The method used to measure avidity may have affected the outcome. We measured the percentage of rest binding after standardized incubation with the chaotropic agent NaSCN. It has been published recently that this method is influenced by temperature, incubation time and antibody concentration 14. To avoid the influence of these factors on our results, we standardized incubation time and temperature and used the dilution of serum that resulted in 50% coverage of the binding capacity to the coating. Effects of concentration on avidity assessment should thus be largely excluded. As shown in Fig. 3, we did not observe a relation between antibody avidity and concentration, similar to previous reports 11,13. In addition, we titrated the NaSCN concentration and chose 1 M as the optimal concentration, leading to the distinctive capacity between high- and low-avidity antibodies. However, it should be considered that in this study we measured an average avidity of antibodies with a wide range of affinities, as it is a polyclonal B cell response 25,33. This may also be the reason for the large variation in avidity that we observed, as has also been seen by others 11. It could, of course, be the case that the observed range in avidity reflects differences in B cell responses between, or even within, patients. To investigate this, the methods as used by diNiro et al. 25 by isolation of plasma cells is required, although it is difficult to gain insight into the activation and regulation of all B cells involved. Biacore experiments to determine avidity would not be useful in our samples, due to the polyclonal origin of the antibody pool that we measured in serum.

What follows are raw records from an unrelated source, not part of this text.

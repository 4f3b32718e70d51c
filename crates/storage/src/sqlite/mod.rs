use std::sync::Arc;
use std::time::Duration;

use sqlx::{SqlitePool, sqlite::SqlitePoolOptions};
use thiserror::Error;

use crate::repository::{Storage, TokenRepository};

mod migrate;
mod token_repo;

#[derive(Clone)]
pub struct SqliteRepository {
    pool: SqlitePool,
}

#[derive(Debug, Error)]
#[non_exhaustive]
pub enum SqliteInitError {
    #[error(transparent)]
    Sqlx(#[from] sqlx::Error),
}

impl SqliteRepository {
    /// Connect to `SQLite` using the given URL.
    ///
    /// # Errors
    ///
    /// Returns `SqliteInitError` if the connection cannot be established or
    /// the connection pragmas fail.
    pub async fn connect(database_url: &str) -> Result<Self, SqliteInitError> {
        let pool = SqlitePoolOptions::new()
            .max_connections(2)
            .acquire_timeout(Duration::from_secs(5))
            .after_connect(|conn, _meta| {
                Box::pin(async move {
                    sqlx::query("PRAGMA journal_mode = WAL;")
                        .execute(&mut *conn)
                        .await?;
                    sqlx::query("PRAGMA busy_timeout = 5000;")
                        .execute(&mut *conn)
                        .await?;
                    Ok(())
                })
            })
            .connect(database_url)
            .await?;
        Ok(Self { pool })
    }

    #[must_use]
    pub fn pool(&self) -> &SqlitePool {
        &self.pool
    }

    /// Create tables if they do not exist.
    ///
    /// # Errors
    ///
    /// Returns `SqliteInitError` if migration queries fail.
    pub async fn migrate(&self) -> Result<(), SqliteInitError> {
        migrate::run_migrations(&self.pool).await
    }
}

impl Storage {
    /// Build a `Storage` backed by `SQLite`.
    ///
    /// # Errors
    ///
    /// Returns `SqliteInitError` if connection or migrations cannot be
    /// completed.
    pub async fn sqlite(database_url: &str) -> Result<Self, SqliteInitError> {
        let repo = SqliteRepository::connect(database_url).await?;
        repo.migrate().await?;
        let tokens: Arc<dyn TokenRepository> = Arc::new(repo);
        Ok(Self { tokens })
    }
}
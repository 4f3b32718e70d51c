use std::sync::Arc;

use learnpath_core::model::{ApiConfig, AuthToken, Loader, Page, PageError, TopicId};
use learnpath_core::time::fixed_clock;
use serde_json::json;
use services::{
    ApiError, ApiResponse, AppServices, Method, PageData, ScriptedTransport, TransportError,
};
use storage::repository::{InMemoryRepository, Storage, TokenRepository};

async fn signed_in(transport: &ScriptedTransport) -> (AppServices, InMemoryRepository) {
    let repo = InMemoryRepository::with_token(AuthToken::new("tok"));
    let app = AppServices::new(
        ApiConfig::default(),
        Storage::from_repository(repo.clone()),
        Arc::new(transport.clone()),
        fixed_clock(),
    )
    .await
    .unwrap();
    (app, repo)
}

#[tokio::test]
async fn restored_token_starts_on_dashboard() {
    let (app, _) = signed_in(&ScriptedTransport::new()).await;
    let current = app.router().current();
    assert_eq!(current.page, Page::Dashboard);
    assert_eq!(current.loader, Some(Loader::Dashboard));
}

#[tokio::test]
async fn dashboard_loads_every_section() {
    let transport = ScriptedTransport::new()
        .get_json(
            "/analytics/dashboard",
            json!({
                "completion_percentage": 75,
                "average_score": 82.5,
                "completed_topics": 3,
                "total_topics": 4
            }),
        )
        .get_json("/analytics/progress-chart", json!({"image": "data:image/png;base64,AAA"}))
        .get_json("/analytics/topic-performance-chart", json!({"image": ""}))
        .get_json("/auth/me", json!({"id": 1, "username": "ada", "full_name": "Ada L"}))
        .get_json(
            "/quizzes/attempts/user",
            json!([{"id": 1, "quiz_id": 3, "score": 66.67, "completed_at": "2024-02-01T10:00:00"}]),
        );
    let (app, _) = signed_in(&transport).await;

    let content = app.activate(Page::Dashboard).await;
    let Some(PageData::Dashboard(panel)) = content.data else {
        panic!("expected dashboard data, got {:?}", content.data);
    };
    let summary = panel.summary.unwrap();
    assert_eq!(summary.completion_percentage, 75.0);
    assert_eq!(summary.completed_topics, 3);
    assert_eq!(panel.progress_chart.as_deref(), Some("data:image/png;base64,AAA"));
    assert_eq!(panel.performance_chart, None);
    assert_eq!(panel.user.unwrap().display_name(), "Ada L");
    assert_eq!(panel.recent_attempts.len(), 1);
}

#[tokio::test]
async fn missing_chart_does_not_hide_summary() {
    let transport = ScriptedTransport::new()
        .get_json(
            "/analytics/dashboard",
            json!({
                "completion_percentage": 10,
                "average_score": 0,
                "completed_topics": 1,
                "total_topics": 10
            }),
        )
        .respond(
            Method::GET,
            "/analytics/progress-chart",
            ApiResponse::json(500, &json!({"detail": "matplotlib missing"})),
        );
    let (app, _) = signed_in(&transport).await;

    let Some(PageData::Dashboard(panel)) = app.activate(Page::Dashboard).await.data else {
        panic!("expected dashboard data");
    };
    assert!(panel.summary.is_some());
    assert_eq!(panel.progress_chart, None);
    assert_eq!(panel.user, None);
    assert!(panel.recent_attempts.is_empty());
}

#[tokio::test]
async fn unauthorized_anywhere_ends_the_session() {
    let transport = ScriptedTransport::new().respond(
        Method::GET,
        "/courses/",
        ApiResponse::json(401, &json!({"detail": "Not authenticated"})),
    );
    let (app, repo) = signed_in(&transport).await;

    let content = app.activate(Page::Courses).await;
    assert_eq!(content.data, Some(PageData::Courses(Err(ApiError::Unauthorized))));
    assert!(!app.session().is_authenticated());
    assert!(repo.load_token().await.unwrap().is_none());
    assert_eq!(app.router().page(), Page::Login);
}

#[tokio::test]
async fn pages_without_token_skip_their_loader() {
    let transport = ScriptedTransport::new();
    let app = AppServices::new(
        ApiConfig::default(),
        Storage::in_memory(),
        Arc::new(transport.clone()),
        fixed_clock(),
    )
    .await
    .unwrap();

    let content = app.activate(Page::Recommendations).await;
    assert_eq!(content.transition.page, Page::Recommendations);
    assert_eq!(content.data, None);
    assert!(transport.requests().is_empty());
}

#[tokio::test]
async fn unknown_page_id_is_rejected_without_switching() {
    let (app, _) = signed_in(&ScriptedTransport::new()).await;
    app.activate(Page::Courses).await;

    let err = app.show_page("settings").await.unwrap_err();
    assert_eq!(err, PageError::Unknown("settings".into()));
    assert_eq!(app.router().page(), Page::Courses);

    let content = app.show_page("topic-detail").await.unwrap();
    assert_eq!(content.transition.page, Page::TopicDetail);
    assert_eq!(content.data, None);
}

#[tokio::test]
async fn recommendations_are_independent_and_gaps_capped() {
    let gaps: Vec<_> = (1..=8)
        .map(|i| {
            json!({
                "topic_id": i,
                "topic_title": format!("Topic {i}"),
                "is_weak": i % 2 == 0,
                "risk_score": 0.5
            })
        })
        .collect();
    let transport = ScriptedTransport::new()
        .get_json(
            "/recommendations/topics?limit=5",
            json!([{
                "topic_id": 3,
                "topic_title": "Graphs",
                "difficulty_level": "Advanced",
                "recommendation_reason": "Next in path",
                "confidence_score": 0.873
            }]),
        )
        .get_json("/recommendations/knowledge-gaps", json!(gaps))
        .respond(
            Method::GET,
            "/recommendations/adaptive-path",
            ApiResponse::text(500, "Internal Server Error"),
        );
    let (app, _) = signed_in(&transport).await;

    let Some(PageData::Recommendations(panel)) = app.activate(Page::Recommendations).await.data
    else {
        panic!("expected recommendations");
    };
    assert_eq!(panel.topics.len(), 1);
    assert_eq!(panel.topics[0].confidence_score, 0.873);
    assert_eq!(panel.knowledge_gaps.len(), 5);
    assert!(panel.adaptive_path.is_empty());
}

#[tokio::test]
async fn open_topic_switches_only_on_success() {
    let transport = ScriptedTransport::new().get_json(
        "/courses/topics/4",
        json!({"id": 4, "title": "Sets", "description": "Basics", "difficulty_level": "Beginner"}),
    );
    let (app, _) = signed_in(&transport).await;
    app.activate(Page::Courses).await;

    let err = app.open_topic(TopicId::new(99)).await.unwrap_err();
    assert_eq!(err.to_string(), "Not Found");
    assert_eq!(app.router().page(), Page::Courses);

    let topic = app.open_topic(TopicId::new(4)).await.unwrap();
    assert_eq!(topic.title, "Sets");
    assert_eq!(app.router().page(), Page::TopicDetail);
}

#[tokio::test]
async fn unreachable_server_yields_cannot_connect() {
    let transport = ScriptedTransport::new()
        .fail_unscripted(TransportError::Connect("connection refused".into()));
    let (app, _) = signed_in(&transport).await;

    let Some(PageData::Courses(result)) = app.activate(Page::Courses).await.data else {
        panic!("expected courses data");
    };
    assert_eq!(
        result.unwrap_err().to_string(),
        "Cannot connect to server. Make sure the backend server is running on http://localhost:8000"
    );
    assert!(app.session().is_authenticated());
}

In conclusion, we observed low-avidity IgA and IgG TG2 autoantibodies, whereas the antibody avidity binding to gliadin and E. coli within the same patients was significantly higher. This probably reflects a differential induction and affinity maturation of auto- and alloantigen-specific B cells.

Acknowledgments

This study was funded partly by the Coeliac Disease Consortium (CDC round 2; NGI 05060451).

Author contributions

K. G. performed the experiments, designed the study and wrote the paper; D. D. performed the experiments; L. T. designed the study and wrote the paper; H. B. designed the study and wrote the paper; G. B. designed the study and wrote the paper; I. H. designed the study and wrote the paper; M. B. designed the study and wrote the paper.

Disclosure

There are no conflicts of interest to declare.